I’ve made a fairly dramatic change to get from Advanced Standard to Starters. I’ve removed the two jumps between the table and the dogwalk; and I’ve made the obstacle following the dogwalk the collapsed tunnel, in order to take a jump out of the course.

The performance of the collapsed tunnel is a softer challenge for Starters in any case. It should be quite simple for them to cross in front of or behind their dogs at the entry so that they are on the side of the turn as the dog makes his exit (but you know those silly starters… a lot of them will have dog on left after the collapsed tunnel, trying to figure out how to affect the turn as they go).

I will instruct my course builders that they have precisely two minutes to effect the course change after the last dog runs in the previous class (mindful now… that this might actually be the first class of the day). Send a crew of two to rearrange chute and jump while taking out a jump; send a crew of two to take out the two jumps around the table; and send one guy out to hastily renumber the course.

Don’t be a Tweak Grinch
I’ve never been one for adjusting obstacles an inch or even a foot this way or that way. On a well-nested course you can get things very well set for the first course of the day by taking your site-lines and drawing it all up tight. For the rest of the day be attentive to the proper rotation or attitude of the obstacle when obstacles are moved. Insure that adequate distances have been provided for the handler and his dog to solve your riddles.

When reviewing the work of course builders I mostly want to be sure that the challenges that I’d envisioned have been preserved. Always look at the course from the POV of the working dog.

Gamblers for all levels

Nesting from Standard to Games
Economy of obstacle movement from a standard class to a game is just as important as the economy of movement within standard classes. I based Gamblers layout on the Superior Standard course. Mostly what I wanted to do is study of the layout of equipment that I already had, and come up with distance challenges appropriate for each level of play:

• On this course the Masters gamble is indicated in RED. The oblique containment line after the #1 jump was added as an afterthought. Frankly some handlers will get in trouble stepping all the way up to this line because it will require contrary movement to get back around the jump to support the dog in the weave poles.

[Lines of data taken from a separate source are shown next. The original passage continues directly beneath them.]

pub mod default_route;
pub mod lead_route;
pub mod search_route;
pub mod template_route;
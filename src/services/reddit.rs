use std::collections::HashMap;
use std::time::Duration;

use chrono::{DateTime, Utc};

use crate::domain::search_result::SearchResult;

const LOOKUP_USER_AGENT: &str = "LeadFinderBot/1.0";
const LOOKUP_TIMEOUT: Duration = Duration::from_secs(20);
const LOOKUP_DELAY: Duration = Duration::from_millis(200);

/// Resolves the true creation time of reddit posts via the public
/// `<post_url>.json` endpoint.
pub struct RedditClient {
    client: reqwest::Client,
}

pub fn is_reddit_link(url: &str) -> bool {
    url.contains("reddit.com")
}

impl RedditClient {
    pub fn new() -> Self {
        let client = reqwest::Client::builder()
            .user_agent(LOOKUP_USER_AGENT)
            .timeout(LOOKUP_TIMEOUT)
            .build()
            .expect("Failed to build reqwest client");

        RedditClient { client }
    }

    /// Single fire-and-forget lookup. Any failure, timeout or shape
    /// mismatch resolves to None.
    pub async fn fetch_post_created_at(&self, url: &str) -> Option<DateTime<Utc>> {
        if !is_reddit_link(url) {
            return None;
        }

        let json_url = format!("{}.json", url.trim_end_matches('/'));
        let response = match self.client.get(&json_url).send().await {
            Ok(response) if response.status().is_success() => response,
            Ok(response) => {
                log::error!("Reddit lookup for {} returned {}", url, response.status());
                return None;
            }
            Err(e) => {
                log::error!("Reddit lookup failed for {}: {:?}", url, e);
                return None;
            }
        };

        let value: serde_json::Value = response.json().await.ok()?;
        let created_utc = value
            .get(0)?
            .get("data")?
            .get("children")?
            .get(0)?
            .get("data")?
            .get("created_utc")?
            .as_f64()?;

        if created_utc <= 0.0 {
            return None;
        }
        DateTime::from_timestamp(created_utc as i64, 0)
    }
}

impl Default for RedditClient {
    fn default() -> Self {
        Self::new()
    }
}

/// Unverifiable age disqualifies: a missing timestamp is stale, not fresh.
pub fn is_stale(created_at: Option<DateTime<Utc>>, now: DateTime<Utc>, max_age_days: i64) -> bool {
    match created_at {
        Some(created) => (now - created).num_days() > max_age_days,
        None => true,
    }
}

/// Drop reddit results older than `max_age_days` (or with unresolvable
/// post times), passing everything else through untouched. Returns the
/// survivors plus a link -> post-time map for downstream scoring.
pub async fn filter_by_recency(
    client: &RedditClient,
    results: Vec<SearchResult>,
    max_age_days: i64,
    now: DateTime<Utc>,
) -> (Vec<SearchResult>, HashMap<String, DateTime<Utc>>) {
    let mut kept = vec![];
    let mut origin_times = HashMap::new();

    for result in results {
        if !is_reddit_link(&result.link) {
            kept.push(result);
            continue;
        }

        let created_at = client.fetch_post_created_at(&result.link).await;
        // Politeness throttle between successive lookups.
        tokio::time::sleep(LOOKUP_DELAY).await;

        if is_stale(created_at, now, max_age_days) {
            log::info!("Dropping stale or undatable reddit post: {}", result.link);
            continue;
        }

        if let Some(created) = created_at {
            origin_times.insert(result.link.clone(), created);
        }
        kept.push(result);
    }

    (kept, origin_times)
}

#[cfg(test)]
mod tests {
    use chrono::{Duration, TimeZone};

    use super::*;

    fn fixed_now() -> DateTime<Utc> {
        Utc.with_ymd_and_hms(2025, 6, 15, 12, 0, 0).unwrap()
    }

    #[test]
    fn unresolvable_age_is_stale() {
        assert!(is_stale(None, fixed_now(), 60));
    }

    #[test]
    fn age_cutoff_is_inclusive() {
        let now = fixed_now();
        assert!(!is_stale(Some(now - Duration::days(60)), now, 60));
        assert!(is_stale(Some(now - Duration::days(61)), now, 60));
    }

    #[test]
    fn reddit_links_are_recognized() {
        assert!(is_reddit_link("https://www.reddit.com/r/RealEstate/comments/x"));
        assert!(!is_reddit_link("https://www.facebook.com/groups/boston"));
    }
}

• Advanced gamble is indicated in BLUE. This is a simple lateral distance performance of the A-frame. Note that I’ve given the Advanced players a choice of sides from which to start. The side to the south is decidedly more difficult; but if they get caught back there when the warning whistle blows they’ll have an opportunity to get going with their gamble.

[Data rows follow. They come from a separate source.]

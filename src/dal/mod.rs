pub mod lead_store;

pub use lead_store::*;
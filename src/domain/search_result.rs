use serde::{Deserialize, Serialize};

/// One raw hit from a search collaborator (Custom Search page or a
/// normalized Places item). Consumed once per pipeline run.
#[derive(Debug, Clone, Serialize, Deserialize)]
pub struct SearchResult {
    pub title: String,
    pub snippet: String,
    pub link: String,
    pub display_link: String,
}

impl SearchResult {
    /// Lowercased title + snippet + link, the haystack every matching
    /// heuristic runs against.
    pub fn combined_text(&self) -> String {
        format!("{} {} {}", self.title, self.snippet, self.link).to_lowercase()
    }
}
pub mod candidate;
pub mod contact;
pub mod lead;
pub mod location;
pub mod relevance;
pub mod scoring;
pub mod search_result;
pub mod templates;
use chrono::{DateTime, Utc};
use serde::Serialize;

use super::candidate::LeadSource;

/// A persisted lead, uniquely identified by the hash of its normalized URL.
///
/// Contact fields use the empty string for "not known" so that repeat
/// sightings can merge without clobbering (see the store's update SQL).
/// Scores are never stored; they are recomputed at read time because
/// recency moves with the wall clock.
#[derive(Debug, Clone, Serialize)]
pub struct Lead {
    pub id: String,
    pub first_name: String,
    pub last_name: String,
    pub company_name: String,
    pub website_url: String,
    pub email: String,
    pub phone: String,
    pub template: String,
    pub locations: String,
    pub url_hash: String,
    pub lead_source: LeadSource,
    pub location_match: bool,
    pub intent_match: bool,
    pub keyword_match: Option<bool>,
    pub post_created_at: Option<DateTime<Utc>>,
    pub created_at: DateTime<Utc>,
    pub last_seen: DateTime<Utc>,
    pub times_seen: i64,
}

impl Lead {
    pub fn has_email(&self) -> bool {
        !self.email.is_empty()
    }

    pub fn has_phone(&self) -> bool {
        !self.phone.is_empty()
    }

    pub fn has_website(&self) -> bool {
        !self.website_url.is_empty()
    }
}

/// Append-only audit row, one per ingestion batch.
#[derive(Debug, Clone, Serialize)]
pub struct SearchHistoryEntry {
    pub template: String,
    pub locations: String,
    pub num_results: i64,
    pub new_leads: i64,
    pub duplicate_leads: i64,
    pub api_queries: i64,
    pub created_at: DateTime<Utc>,
}

/// Aggregate counters for the dashboard header.
#[derive(Debug, Clone, Serialize)]
pub struct DbStats {
    pub total_leads: i64,
    pub leads_with_email: i64,
    pub leads_with_phone: i64,
    pub new_today: i64,
    pub total_searches: i64,
    pub most_used_template: String,
    pub total_api_queries: i64,
    pub api_queries_today: i64,
}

• Starters gamble is indicated in GREEN. This is a very simple distance challenge that will provide basic proof that the dog will go away from the handler to work. The oblique line after jump #3 ensures that the handler doesn’t get to lean over the jump.

To build this course, some movement of equipment was required:

• Rotated jump, green #3

• Changed the shape of the pipe tunnel, green #2.

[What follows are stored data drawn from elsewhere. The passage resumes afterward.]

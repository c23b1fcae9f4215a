use std::time::Duration;

use itertools::Itertools;
use serde::{Deserialize, Serialize};

use crate::domain::search_result::SearchResult;

const CSE_URL: &str = "https://www.googleapis.com/customsearch/v1";
const RESULTS_PER_PAGE: u8 = 10;
const REQUEST_TIMEOUT: Duration = Duration::from_secs(30);

/// Client for the Google Custom Search JSON API.
pub struct GoogleSearchClient {
    client: reqwest::Client,
    api_key: String,
    cse_id: String,
}

#[derive(Serialize)]
struct SearchQuery<'a> {
    key: &'a str,
    cx: &'a str,
    q: &'a str,
    num: u8,
    start: u32,
    #[serde(rename = "dateRestrict", skip_serializing_if = "Option::is_none")]
    date_restrict: Option<&'a str>,
}

#[derive(Deserialize)]
struct CseResponse {
    #[serde(default)]
    items: Vec<CseItem>,
}

#[derive(Deserialize)]
#[serde(rename_all = "camelCase")]
struct CseItem {
    #[serde(default)]
    title: String,
    #[serde(default)]
    link: String,
    #[serde(default)]
    snippet: String,
    #[serde(default)]
    display_link: String,
}

impl GoogleSearchClient {
    pub fn new(api_key: String, cse_id: String) -> anyhow::Result<Self> {
        if api_key.is_empty() || cse_id.is_empty() {
            anyhow::bail!(
                "Google API key and CSE ID are required. \
                 Set them in configuration.yaml or via APP__API_KEYS__* environment variables."
            );
        }

        let client = reqwest::Client::builder()
            .timeout(REQUEST_TIMEOUT)
            .build()
            .expect("Failed to build reqwest client");

        Ok(GoogleSearchClient {
            client,
            api_key,
            cse_id,
        })
    }

    /// One page of results. Upstream failures degrade to an empty page so
    /// that pagination stops early instead of aborting the run.
    pub async fn search(
        &self,
        query: &str,
        num_results: u8,
        start_index: u32,
        date_restrict: Option<&str>,
    ) -> Vec<SearchResult> {
        let params = SearchQuery {
            key: &self.api_key,
            cx: &self.cse_id,
            q: query,
            num: num_results.min(RESULTS_PER_PAGE),
            start: start_index,
            date_restrict,
        };

        let response = match self.client.get(CSE_URL).query(&params).send().await {
            Ok(response) => response,
            Err(e) => {
                log::error!("Search request failed: {:?}", e);
                return vec![];
            }
        };

        if !response.status().is_success() {
            log::error!("Search returned status {} for query", response.status());
            return vec![];
        }

        match response.json::<CseResponse>().await {
            Ok(data) => data
                .items
                .into_iter()
                .map(|item| SearchResult {
                    title: item.title,
                    snippet: item.snippet,
                    link: item.link,
                    display_link: item.display_link,
                })
                .collect(),
            Err(e) => {
                log::error!("Failed to parse search response: {:?}", e);
                vec![]
            }
        }
    }

    /// Sequential pagination with a fixed politeness delay, stopping early
    /// on the first empty page.
    pub async fn search_multiple_pages(
        &self,
        query: &str,
        total_results: u32,
        delay: Duration,
    ) -> Vec<SearchResult> {
        let pages_needed = total_results.div_ceil(RESULTS_PER_PAGE as u32);
        let mut all_results = vec![];

        for page in 0..pages_needed {
            let start_index = page * RESULTS_PER_PAGE as u32 + 1;
            log::info!("Fetching search page {}/{}", page + 1, pages_needed);

            let results = self
                .search(query, RESULTS_PER_PAGE, start_index, None)
                .await;
            if results.is_empty() {
                log::info!("No more results at page {}", page + 1);
                break;
            }
            all_results.extend(results);

            if page + 1 < pages_needed {
                tokio::time::sleep(delay).await;
            }
        }

        log::info!("Retrieved {} total results", all_results.len());
        all_results
    }
}

/// Compose a boolean query from facets. Each non-empty facet becomes a
/// parenthesized OR-group; groups are ANDed by juxtaposition; exclusions
/// trail as bare `-term` tokens. Deterministic for identical inputs.
pub fn build_query(
    keywords: &[String],
    locations: &[String],
    sites: &[String],
    email_domains: Option<&[String]>,
    exclude_terms: Option<&[String]>,
    intent_phrases: Option<&[String]>,
    reddit_subreddits: Option<&[String]>,
) -> String {
    let mut groups: Vec<String> = vec![];

    if !sites.is_empty() {
        let tokens: Vec<String> = sites
            .iter()
            .flat_map(|site| {
                let subs = reddit_subreddits.unwrap_or_default();
                if site == "reddit.com" && !subs.is_empty() {
                    subs.iter()
                        .map(|sub| format!("site:reddit.com/r/{}", sub))
                        .collect::<Vec<_>>()
                } else {
                    vec![format!("site:{}", site)]
                }
            })
            .collect();
        groups.push(format!("({})", tokens.iter().join(" OR ")));
    }

    for facet in [
        Some(keywords),
        intent_phrases,
        email_domains,
        Some(locations),
    ]
    .into_iter()
    .flatten()
    {
        if !facet.is_empty() {
            groups.push(quoted_or_group(facet));
        }
    }

    let mut query = groups.iter().join(" ");

    if let Some(terms) = exclude_terms {
        if !terms.is_empty() {
            let exclusions = terms.iter().map(|t| format!("-{}", t)).join(" ");
            query = format!("{} {}", query, exclusions);
        }
    }

    query.trim().to_string()
}

fn quoted_or_group(items: &[String]) -> String {
    format!("({})", items.iter().map(|i| format!("\"{}\"", i)).join(" OR "))
}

• Rotated and changed position slightly of jump, red #1

• Reversed the direction of the teeter to provide for flow into the Advanced gamble.

• Slightly changed the position of jump, blue #1 (north).

• Added a jump to the right of the weave poles to provide for additional flow onto the field.

• Moved the position of the table to accommodate all three gambles.

Sometimes I’ll start with a notion for a gamble I’d like to try out on Masters players. When I do this I typically design the gamble challenge first and will base and build the standard class on that set of equipment (taking care to give flow through the gamble obstacles that doesn’t allow them to practice the gamble during the Standard class). Almost always when I’ve tried to superimpose a gamble I want to try out on an already existing standard class, it will necessitate more equipment movement than is desirable.

Take note of the number of players at each level at the trial. In a very small trial it’s entirely possible to walk all three levels at once. More likely you’ll wind up with a disproportionate kind of entry where… you might brief and walk Starters and Advanced at the same time, but wind up giving Masters a split walk-through.